What do sourdough and kimchi have in common? Check out the latest buzzy topic in the biotics world: postbiotics
Somewhere in the span of a decade, bacteria in the form of biotics have gone from tummy-trouble trigger to holy grail of gut health. What we sought to kill completely with a well-known medicinal pink drink is now a glorified healthy gut guru with its own aisle at the grocery store.
If you think you’ve unearthed all the biotics for better health, just wait. Here, Miranda Hammer, MS, RD, CDN and creator of crunchyradish.com (@thecrunchyradish), explains all the health benefits of postbiotics—plus easy ways to incorporate them into your everyday diet.
But first, a quick gut check.
Biotics make up your gut’s microbiome, a delicately balanced habitat for trillions of microscopic organisms. Your microbiome supports everything from digestion to immunity and is as unique as your fingerprint. Your genes shape it, but what you eat influences it, and a diverse diet of prebiotics, probiotics and postbiotics keep your gut balanced for overall better health.
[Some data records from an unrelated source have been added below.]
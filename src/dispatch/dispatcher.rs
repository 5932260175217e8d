use std::sync::Arc;

use super::commands::Command;
use super::replies;
use crate::channels::{Channel, InboundEvent, OutboundDocument};
use crate::render::DocumentRenderer;
use crate::sessions::{SessionStore, UserId, UserLocks};

/// What handling one inbound event amounted to.
#[derive(Debug, Clone, PartialEq, Eq)]
pub enum DispatchOutcome {
    /// Informational reply only (start, help, unknown command).
    Replied,
    /// Fragment stored; `count` is the new total.
    Accumulated { count: usize },
    /// Status reported.
    Status { fragments: usize },
    /// Session discarded.
    Cancelled { discarded: usize },
    /// Convert requested with nothing pending.
    NothingToConvert,
    /// PDF delivered and the rendered fragments dropped.
    Converted { fragments: usize, bytes: usize },
    /// Rendering failed; session kept.
    RenderFailed,
    /// PDF rendered but the transport refused it; session kept.
    DeliveryFailed,
    /// Fragment not stored (empty or over a limit).
    Rejected,
    /// Command addressed to another bot; no reply sent.
    Ignored,
}

/// Routes inbound events to session and render operations.
pub struct Dispatcher {
    store: Arc<dyn SessionStore>,
    locks: UserLocks,
    renderer: Arc<DocumentRenderer>,
    channel: Arc<dyn Channel>,
    document_name: String,
    bot_username: Option<String>,
}

impl Dispatcher {
    pub fn new(
        store: Arc<dyn SessionStore>,
        renderer: Arc<DocumentRenderer>,
        channel: Arc<dyn Channel>,
        document_name: impl Into<String>,
    ) -> Self {
        Self {
            store,
            locks: UserLocks::new(),
            renderer,
            channel,
            document_name: document_name.into(),
            bot_username: None,
        }
    }

    /// Only accept `/command@suffix` forms naming this bot.
    #[must_use]
    pub fn with_bot_username(mut self, username: impl Into<String>) -> Self {
        self.bot_username = Some(username.into());
        self
    }

    pub fn store(&self) -> &Arc<dyn SessionStore> {
        &self.store
    }

    /// Handle one event end to end, replying over the channel.
    pub async fn dispatch(&self, event: InboundEvent) -> DispatchOutcome {
        let command = Command::parse_for(&event.text, self.bot_username.as_deref());
        tracing::debug!(
            user = %event.user,
            channel = %event.channel,
            command = command.name(),
            "dispatching message"
        );

        let chat = event.chat_id.as_str();
        match command {
            Command::Start | Command::Help => {
                self.reply(chat, &replies::welcome()).await;
                DispatchOutcome::Replied
            }
            Command::Unknown(name) => {
                self.reply(chat, &replies::unknown_command(&name)).await;
                DispatchOutcome::Replied
            }
            Command::Text(text) => self.accumulate(&event.user, chat, &text).await,
            Command::Status => self.status(&event.user, chat).await,
            Command::Cancel => self.cancel(&event.user, chat).await,
            Command::Convert => self.convert(&event.user, chat).await,
            Command::ForOtherBot => DispatchOutcome::Ignored,
        }
    }

    async fn accumulate(&self, user: &UserId, chat: &str, text: &str) -> DispatchOutcome {
        match self.store.append(user, text) {
            Ok(count) => {
                tracing::debug!(user = %user, fragments = count, "fragment stored");
                self.reply(chat, &replies::fragment_received(count)).await;
                DispatchOutcome::Accumulated { count }
            }
            Err(e) => {
                tracing::info!(user = %user, "fragment rejected: {e}");
                self.reply(chat, &replies::rejected(&e)).await;
                DispatchOutcome::Rejected
            }
        }
    }

    async fn status(&self, user: &UserId, chat: &str) -> DispatchOutcome {
        match self.store.stats(user) {
            Some(stats) => {
                self.reply(chat, &replies::status(&stats)).await;
                DispatchOutcome::Status {
                    fragments: stats.fragments,
                }
            }
            None => {
                self.reply(chat, replies::status_empty()).await;
                DispatchOutcome::Status { fragments: 0 }
            }
        }
    }

    async fn cancel(&self, user: &UserId, chat: &str) -> DispatchOutcome {
        let discarded = {
            let _guard = self.locks.lock(user).await;
            let discarded = self.store.count(user);
            self.store.clear(user);
            discarded
        };

        tracing::info!(user = %user, fragments = discarded, "session cancelled");
        self.reply(chat, &replies::cancelled(discarded)).await;
        DispatchOutcome::Cancelled { discarded }
    }

    async fn convert(&self, user: &UserId, chat: &str) -> DispatchOutcome {
        let _guard = self.locks.lock(user).await;

        let Some(snapshot) = self.store.snapshot(user) else {
            self.reply(chat, replies::nothing_to_convert()).await;
            return DispatchOutcome::NothingToConvert;
        };
        let fragments = snapshot.count;

        let progress = match self
            .channel
            .send_text(chat, &replies::converting(fragments))
            .await
        {
            Ok(id) => Some(id),
            Err(e) => {
                tracing::warn!(user = %user, "failed to send progress notice: {e:#}");
                None
            }
        };

        let rendered = self.renderer.render(&snapshot.joined).await;

        if let Some(id) = progress {
            if let Err(e) = self.channel.delete_message(chat, &id).await {
                tracing::debug!(user = %user, "failed to delete progress notice: {e:#}");
            }
        }

        let pdf = match rendered {
            Ok(pdf) => pdf,
            Err(e) => {
                tracing::error!(user = %user, fragments, "render failed: {e}");
                self.reply(chat, replies::render_failed()).await;
                return DispatchOutcome::RenderFailed;
            }
        };

        let bytes = pdf.len();
        let document = OutboundDocument::pdf(self.document_name.clone(), pdf)
            .with_caption(replies::converted_caption(fragments));

        if let Err(e) = self.channel.send_document(chat, document).await {
            tracing::warn!(user = %user, fragments, bytes, "document delivery failed: {e:#}");
            self.reply(chat, replies::delivery_failed()).await;
            return DispatchOutcome::DeliveryFailed;
        }

        self.store.commit(user, fragments);
        tracing::info!(user = %user, fragments, bytes, "document delivered");
        DispatchOutcome::Converted { fragments, bytes }
    }

    async fn reply(&self, chat: &str, text: &str) {
        if let Err(e) = self.channel.send_text(chat, text).await {
            tracing::warn!(
                channel = self.channel.name(),
                chat,
                "failed to send reply: {e:#}"
            );
        }
    }
}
What’s the difference between all the biotics? Here’s how it all breaks down.
Prebiotics are a unique type of fiber that the body needs but can’t digest. But much like fertilizer to a plant, “prebiotics are the food that probiotics eat,” says Hammer. Some prebiotics that support digestive health include bananas, garlic, asparagus and oats.
Probiotics are “the live bacteria found naturally in the gut that can help create a positive and balanced microbiome,” says Hammer. Many fermented foods naturally contain probiotics. Foods that register the highest probiotics are yogurt, sourdough bread, kimchi and sauerkraut.
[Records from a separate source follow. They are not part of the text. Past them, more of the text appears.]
//! Process presence monitor
//!
//! Polls the OS process table on a fixed interval and edge-detects the
//! proxy's start/stop transitions. When no known process name is found the
//! check falls back to a bounded control-API probe, which covers sandboxed
//! or renamed binaries.

use std::sync::Arc;
use std::time::Duration;

use parking_lot::RwLock;
use sysinfo::System;
use tokio::sync::watch;
use tokio::time::interval;
use tracing::{debug, info, instrument};

use crate::control::ControlApi;
use crate::models::ProcessState;
use crate::watchdog::is_known_process;

/// Callback fired on a presence transition
pub type PresenceCallback = Box<dyn Fn() + Send + Sync>;

/// Presence monitor configuration
#[derive(Clone)]
pub struct MonitorConfig {
    /// Interval between presence checks
    pub check_interval: Duration,
}

impl Default for MonitorConfig {
    fn default() -> Self {
        Self {
            check_interval: Duration::from_secs(5),
        }
    }
}

/// Process presence monitor
pub struct ProcessMonitor {
    control: Arc<ControlApi>,
    config: MonitorConfig,
    state: RwLock<ProcessState>,
    on_start: Option<PresenceCallback>,
    on_stop: Option<PresenceCallback>,
}

impl ProcessMonitor {
    pub fn new(control: Arc<ControlApi>, config: MonitorConfig) -> Self {
        Self {
            control,
            config,
            state: RwLock::new(ProcessState::Unknown),
            on_start: None,
            on_stop: None,
        }
    }

    /// Register the edge-triggered transition callbacks. Must be called
    /// before the monitor is shared and started.
    pub fn on_transitions(mut self, on_start: PresenceCallback, on_stop: PresenceCallback) -> Self {
        self.on_start = Some(on_start);
        self.on_stop = Some(on_stop);
        self
    }

    /// Current state without blocking on a check cycle
    pub fn state(&self) -> ProcessState {
        *self.state.read()
    }

    /// Whether the proxy is currently running
    pub fn is_running(&self) -> bool {
        self.state.read().is_running()
    }

    /// Run the monitor (call in a spawned task)
    #[instrument(skip(self, shutdown))]
    pub async fn run(&self, mut shutdown: watch::Receiver<bool>) {
        info!(
            "Starting presence monitor with {}s interval",
            self.config.check_interval.as_secs()
        );

        let mut check_interval = interval(self.config.check_interval);

        loop {
            tokio::select! {
                _ = check_interval.tick() => {
                    self.check_once().await;
                }
                _ = shutdown.changed() => {
                    if *shutdown.borrow() {
                        info!("Presence monitor shutting down");
                        break;
                    }
                }
            }
        }
    }

    /// One presence check: process-table scan, then API-probe fallback
    pub async fn check_once(&self) {
        let running = if scan_process_table() {
            true
        } else {
            // Sandboxed or renamed binaries never show a known process name
            self.control.probe().await
        };
        self.apply_observation(running);
    }

    /// Fold one liveness observation into the state machine, firing the
    /// transition callbacks exactly once per edge.
    fn apply_observation(&self, running: bool) {
        let previous = {
            let mut state = self.state.write();
            let previous = *state;
            *state = if running {
                ProcessState::Running
            } else {
                ProcessState::Stopped
            };
            previous
        };

        match (previous, running) {
            (ProcessState::Unknown | ProcessState::Stopped, true) => {
                info!("Proxy started");
                if let Some(cb) = &self.on_start {
                    cb();
                }
            }
            (ProcessState::Running, false) => {
                info!("Proxy stopped");
                if let Some(cb) = &self.on_stop {
                    cb();
                }
            }
            _ => debug!("Proxy presence unchanged (running: {})", running),
        }
    }
}

/// Scan the OS process table for any known proxy process name
fn scan_process_table() -> bool {
    let mut sys = System::new();
    sys.refresh_processes();
    sys.processes()
        .values()
        .any(|process| is_known_process(process.name()))
}

/// Guard for managing the monitor lifecycle. Requesting shutdown twice is a
/// no-op, never a double-close fault.
pub struct MonitorHandle {
    shutdown_tx: watch::Sender<bool>,
}

impl MonitorHandle {
    pub fn new() -> (Self, watch::Receiver<bool>) {
        let (tx, rx) = watch::channel(false);
        (Self { shutdown_tx: tx }, rx)
    }

    pub fn shutdown(&self) {
        let _ = self.shutdown_tx.send(true);
    }
}

impl Default for MonitorHandle {
    fn default() -> Self {
        Self::new().0
    }
}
Postbiotics are the end game to the biotic life cycle. Simply put, postbiotics are the healthy, good-for-you bacteria that probiotics excrete. So, when you eat probiotic foods like kimchi and sauerkraut, your gut produces postbiotics as it’s being digested.
Your body (and brain) on postbiotics.
While research is in the early stages, benefits of postbiotics to whole-person health look promising. Postbiotics “have anti-inflammatory properties, blood-pressure lowering properties, help treat IBS and have potential antimicrobial properties,” says Hammer.
Another reason to start adding postbiotics into your daily routine? They can also work as a natural antidepressant. “The gut microbiome produces the neurotransmitters dopamine, serotonin and norepinephrine that impact mental health,” says Hammer. These substances are essential to everything from feeling more alert and sleeping better to managing social anxiety and depression.
Eat Your Way to Better Gut Health.
Try these simple food swaps to incorporate probiotics into your everyday diet.
- Instead of white bread, go for sourdough
- Instead of cabbage in stir fry, mix it up with kimchi
- Instead of lettuce on a sandwich, use sauerkraut or other fermented/pickled vegetables
- Instead of a cocktail, try kombucha
- Instead of hot tea, have a cup of warm miso soup
- Instead of nut milk in a smoothie, add kefir
- Instead of mayo in salad dressing, use yogurt
What about supplements? “Eating a range of fermented foods is my first choice so you can get a variety of microorganisms,” says Hammer. “Plus, postbiotics aren’t live like prebiotics—they don’t have storage requirements and have a longer shelf life. But if you’re immune compromised, unable to access probiotic-rich fermented foods or are simply not fond of the taste of them, a supplement can be a good alternative.”